**Task directions:**
From the records below, set down exactly the lines starting with the line that contains "pub mod routes;" and going on through the line that contains "pub struct Config". Nothing else is wanted.

══ Data extracts

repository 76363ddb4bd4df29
//! Database connection and schema management.

use std::collections::HashSet;

use sea_orm::{
    ConnectOptions, ConnectionTrait, Database as SeaDatabase, DatabaseConnection, DbErr,
    EntityTrait, QueryOrder, Statement,
};
use sea_orm_migration::{seaql_migrations, MigratorTrait};

pub mod migrations;

pub use migrations::Migrator;

/// A migration known to the binary and whether the database has applied it.
#[derive(Debug, Clone, PartialEq, Eq)]
pub struct MigrationStatus {
    pub name: String,
    pub applied: bool,
}

/// Database wrapper for connection management
#[derive(Clone)]
pub struct Database {
    connection: DatabaseConnection,
}

impl Database {
    /// Open a connection pool without touching the schema.
    ///
    /// An in-memory SQLite database exists per connection, so its pool is
    /// pinned to a single connection.
    pub async fn open(database_url: &str) -> Result<Self, DbErr> {
        let mut options = ConnectOptions::new(database_url.to_owned());
        if database_url.starts_with("sqlite") && database_url.contains(":memory:") {
            options.max_connections(1).min_connections(1);
        }
        options.sqlx_logging(false);

        let connection = SeaDatabase::connect(options).await?;
        Ok(Self { connection })
    }

    /// Open a connection pool and apply pending migrations.
    pub async fn open_migrated(database_url: &str) -> Result<Self, DbErr> {
        let db = Self::open(database_url).await?;
        db.run_migrations().await?;
        tracing::info!("Database connected and migrations applied");
        Ok(db)
    }

    /// Get a clone of the database connection.
    pub fn get_connection(&self) -> DatabaseConnection {
        self.connection.clone()
    }

    pub async fn run_migrations(&self) -> Result<(), DbErr> {
        Migrator::up(&self.connection, None).await
    }

    /// Roll back the most recent migration.
    pub async fn rollback_migration(&self) -> Result<(), DbErr> {
        Migrator::down(&self.connection, Some(1)).await
    }

    /// Drop everything and re-apply all migrations.
    pub async fn fresh_migrations(&self) -> Result<(), DbErr> {
        Migrator::fresh(&self.connection).await
    }

    /// Every migration compiled into the binary, in order, with its applied flag.
    pub async fn migration_status(&self) -> Result<Vec<MigrationStatus>, DbErr> {
        Migrator::install(&self.connection).await?;
        let applied: HashSet<String> = seaql_migrations::Entity::find()
            .order_by_asc(seaql_migrations::Column::Version)
            .all(&self.connection)
            .await?
            .into_iter()
            .map(|m| m.version)
            .collect();

        Ok(Migrator::migrations()
            .iter()
            .map(|m| MigrationStatus {
                name: m.name().to_string(),
                applied: applied.contains(m.name()),
            })
            .collect())
    }

    /// Check database connectivity by executing a simple query.
    pub async fn ping(&self) -> Result<(), DbErr> {
        self.connection
            .execute(Statement::from_string(
                self.connection.get_database_backend(),
                "SELECT 1".to_string(),
            ))
            .await?;
        Ok(())
    }
}
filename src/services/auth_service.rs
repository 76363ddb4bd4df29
//! Authentication service - credential checks and token issuance.

use async_trait::async_trait;
use chrono::{Duration, Utc};
use jsonwebtoken::{decode, encode, DecodingKey, EncodingKey, Header, Validation};
use once_cell::sync::Lazy;
use serde::{Deserialize, Serialize};
use std::sync::Arc;
use utoipa::ToSchema;
use uuid::Uuid;

use crate::config::{Config, SECONDS_PER_HOUR, TOKEN_TYPE_BEARER};
use crate::domain::{normalize_email, Password, User};
use crate::errors::{AppError, AppResult};
use crate::infra::UserRepository;

/// A real Argon2 hash checked when the email is unknown, so a miss costs
/// the same as a wrong password.
static DUMMY_HASH: Lazy<Option<String>> = Lazy::new(|| {
    Password::new("usermgmt-timing-equalizer")
        .ok()
        .map(Password::into_string)
});

/// JWT claims payload
#[derive(Debug, Serialize, Deserialize)]
pub struct Claims {
    pub sub: Uuid,
    pub email: String,
    pub exp: i64,
    pub iat: i64,
}

/// Token issued after a successful login
#[derive(Debug, Serialize, ToSchema)]
pub struct TokenResponse {
    /// JWT access token
    #[schema(example = "eyJhbGciOiJIUzI1NiIsInR5cCI6IkpXVCJ9...")]
    pub access_token: String,
    /// Token type (always "Bearer")
    #[schema(example = "Bearer")]
    pub token_type: String,
    /// Token lifetime in seconds
    #[schema(example = 86400)]
    pub expires_in: i64,
}

/// Authentication backend trait for dependency injection.
#[async_trait]
pub trait AuthService: Send + Sync {
    /// Return the active user owning these credentials, or `None`.
    ///
    /// Unknown email, wrong password, and inactive account are
    /// indistinguishable to the caller.
    async fn authenticate(&self, email: &str, password: &str) -> AppResult<Option<User>>;

    /// Record the login and issue a token for an authenticated user.
    async fn login(&self, user: User) -> AppResult<TokenResponse>;

    /// Verify JWT token and extract claims
    fn verify_token(&self, token: &str) -> AppResult<Claims>;
}

fn generate_token(user: &User, config: &Config) -> AppResult<TokenResponse> {
    let now = Utc::now();
    let expires_at = now + Duration::hours(config.jwt_expiration_hours);

    let claims = Claims {
        sub: user.id,
        email: user.email.clone(),
        exp: expires_at.timestamp(),
        iat: now.timestamp(),
    };

    let token = encode(
        &Header::default(),
        &claims,
        &EncodingKey::from_secret(config.jwt_secret_bytes()),
    )?;

    Ok(TokenResponse {
        access_token: token,
        token_type: TOKEN_TYPE_BEARER.to_string(),
        expires_in: config.jwt_expiration_hours * SECONDS_PER_HOUR,
    })
}

/// Concrete implementation of AuthService over the user repository.
pub struct Authenticator {
    repo: Arc<dyn UserRepository>,
    config: Config,
}

impl Authenticator {
    pub fn new(repo: Arc<dyn UserRepository>, config: Config) -> Self {
        Self { repo, config }
    }
}

#[async_trait]
impl AuthService for Authenticator {
    async fn authenticate(&self, email: &str, password: &str) -> AppResult<Option<User>> {
        let user = self.repo.find_by_email(&normalize_email(email)).await?;

        let Some(user) = user else {
            if let Some(hash) = DUMMY_HASH.as_ref() {
                let _ = Password::from_hash(hash.clone()).verify(password);
            }
            tracing::debug!("Authentication failed: unknown email");
            return Ok(None);
        };

        if !Password::from_hash(user.password_hash.clone()).verify(password) {
            tracing::debug!(user_id = %user.id, "Authentication failed: wrong password");
            return Ok(None);
        }

        if !user.is_active {
            tracing::debug!(user_id = %user.id, "Authentication failed: inactive user");
            return Ok(None);
        }

        Ok(Some(user))
    }

    async fn login(&self, mut user: User) -> AppResult<TokenResponse> {
        user.touch_last_login();
        let user = self.repo.save(&user).await?;
        tracing::info!(user_id = %user.id, "User logged in");

        generate_token(&user, &self.config)
    }

    fn verify_token(&self, token: &str) -> AppResult<Claims> {
        let token_data = decode::<Claims>(
            token,
            &DecodingKey::from_secret(self.config.jwt_secret_bytes()),
            &Validation::default(),
        )
        .map_err(|e| {
            tracing::debug!("Token rejected: {}", e);
            AppError::Unauthorized
        })?;

        Ok(token_data.claims)
    }
}
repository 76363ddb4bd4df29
//! Repository layer - Data access abstraction

pub(crate) mod entities;
mod user_repository;

pub use user_repository::{UserRepository, UserStore};

// Export mock for tests (both unit and integration)
#[cfg(any(test, feature = "test-utils"))]
pub use user_repository::MockUserRepository;
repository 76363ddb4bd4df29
//! HTTP request handlers.

pub mod auth_handler;
pub mod user_handler;

pub use auth_handler::auth_routes;
pub use user_handler::user_routes;
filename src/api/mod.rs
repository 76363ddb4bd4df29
//! API layer - HTTP handlers and middleware
//!
//! - Request handlers
//! - Bearer token middleware
//! - Validated JSON extractor
//! - Route definitions and OpenAPI document

pub mod extractors;
pub mod handlers;
pub mod middleware;
pub mod openapi;
pub mod routes;
pub mod state;

pub use openapi::ApiDoc;
pub use routes::create_router;
pub use state::AppState;
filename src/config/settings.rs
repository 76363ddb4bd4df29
//! Application settings loaded from environment variables.

use std::env;

use super::constants::{
    DEFAULT_DATABASE_URL, DEFAULT_JWT_EXPIRATION_HOURS, DEFAULT_SERVER_HOST, DEFAULT_SERVER_PORT,
    MAX_JWT_EXPIRATION_HOURS, MIN_JWT_SECRET_LENGTH,
};

/// Application configuration
#[derive(Clone)]
pub struct Config {
    pub database_url: String,
    jwt_secret: String,
    pub jwt_expiration_hours: i64,
    pub server_host: String,
    pub server_port: u16,
}

impl std::fmt::Debug for Config {
    fn fmt(&self, f: &mut std::fmt::Formatter<'_>) -> std::fmt::Result {
        f.debug_struct("Config")
            .field("database_url", &"[REDACTED]")
            .field("jwt_secret", &"[REDACTED]")
            .field("jwt_expiration_hours", &self.jwt_expiration_hours)
            .field("server_host", &self.server_host)
            .field("server_port", &self.server_port)
            .finish()
    }
}

impl Config {
    /// Build a configuration with explicit database URL and JWT secret,
    /// everything else at its default.
    pub fn new(database_url: impl Into<String>, jwt_secret: impl Into<String>) -> Self {
        Self {
            database_url: database_url.into(),
            jwt_secret: jwt_secret.into(),
            jwt_expiration_hours: DEFAULT_JWT_EXPIRATION_HOURS,
            server_host: DEFAULT_SERVER_HOST.to_string(),
            server_port: DEFAULT_SERVER_PORT,
        }
    }

    /// Load configuration from environment variables.
    ///
    /// # Panics
    /// Panics if JWT_SECRET is not set or is too short (security requirement),
    /// or if JWT_EXPIRATION_HOURS is outside `1..=MAX_JWT_EXPIRATION_HOURS`.
    pub fn from_env() -> Self {
        dotenvy::dotenv().ok();

        let jwt_secret = env::var("JWT_SECRET").unwrap_or_else(|_| {
            if cfg!(debug_assertions) {
                tracing::warn!("JWT_SECRET not set, using insecure default for development");
                "dev-secret-key-minimum-32-chars!!".to_string()
            } else {
                panic!("JWT_SECRET environment variable must be set in production");
            }
        });

        if jwt_secret.len() < MIN_JWT_SECRET_LENGTH {
            panic!(
                "JWT_SECRET must be at least {} characters long",
                MIN_JWT_SECRET_LENGTH
            );
        }

        Self {
            database_url: env::var("DATABASE_URL")
                .unwrap_or_else(|_| DEFAULT_DATABASE_URL.to_string()),
            jwt_secret,
            jwt_expiration_hours: parse_expiration_hours(
                env::var("JWT_EXPIRATION_HOURS").ok().as_deref(),
            )
            .unwrap_or_else(|e| panic!("{}", e)),
            server_host: env::var("SERVER_HOST")
                .unwrap_or_else(|_| DEFAULT_SERVER_HOST.to_string()),
            server_port: env::var("SERVER_PORT")
                .ok()
                .and_then(|v| v.parse().ok())
                .unwrap_or(DEFAULT_SERVER_PORT),
        }
    }

    /// Get JWT secret bytes for token signing/verification.
    pub fn jwt_secret_bytes(&self) -> &[u8] {
        self.jwt_secret.as_bytes()
    }

    /// Get the full server address.
    pub fn server_addr(&self) -> String {
        format!("{}:{}", self.server_host, self.server_port)
    }
}

/// Token lifetime in hours. Unset falls back to the default; anything that
/// is not an integer in `1..=MAX_JWT_EXPIRATION_HOURS` is rejected.
fn parse_expiration_hours(raw: Option<&str>) -> Result<i64, String> {
    let Some(raw) = raw else {
        return Ok(DEFAULT_JWT_EXPIRATION_HOURS);
    };

    match raw.trim().parse::<i64>() {
        Ok(hours) if (1..=MAX_JWT_EXPIRATION_HOURS).contains(&hours) => Ok(hours),
        _ => Err(format!(
            "JWT_EXPIRATION_HOURS must be an integer between 1 and {}, got {:?}",
            MAX_JWT_EXPIRATION_HOURS, raw
        )),
    }
}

════

**Solution to this task:**
pub mod routes;
pub mod state;

pub use openapi::ApiDoc;
pub use routes::create_router;
pub use state::AppState;
filename src/config/settings.rs
repository 76363ddb4bd4df29
//! Application settings loaded from environment variables.

use std::env;

use super::constants::{
    DEFAULT_DATABASE_URL, DEFAULT_JWT_EXPIRATION_HOURS, DEFAULT_SERVER_HOST, DEFAULT_SERVER_PORT,
    MAX_JWT_EXPIRATION_HOURS, MIN_JWT_SECRET_LENGTH,
};

/// Application configuration
#[derive(Clone)]
pub struct Config {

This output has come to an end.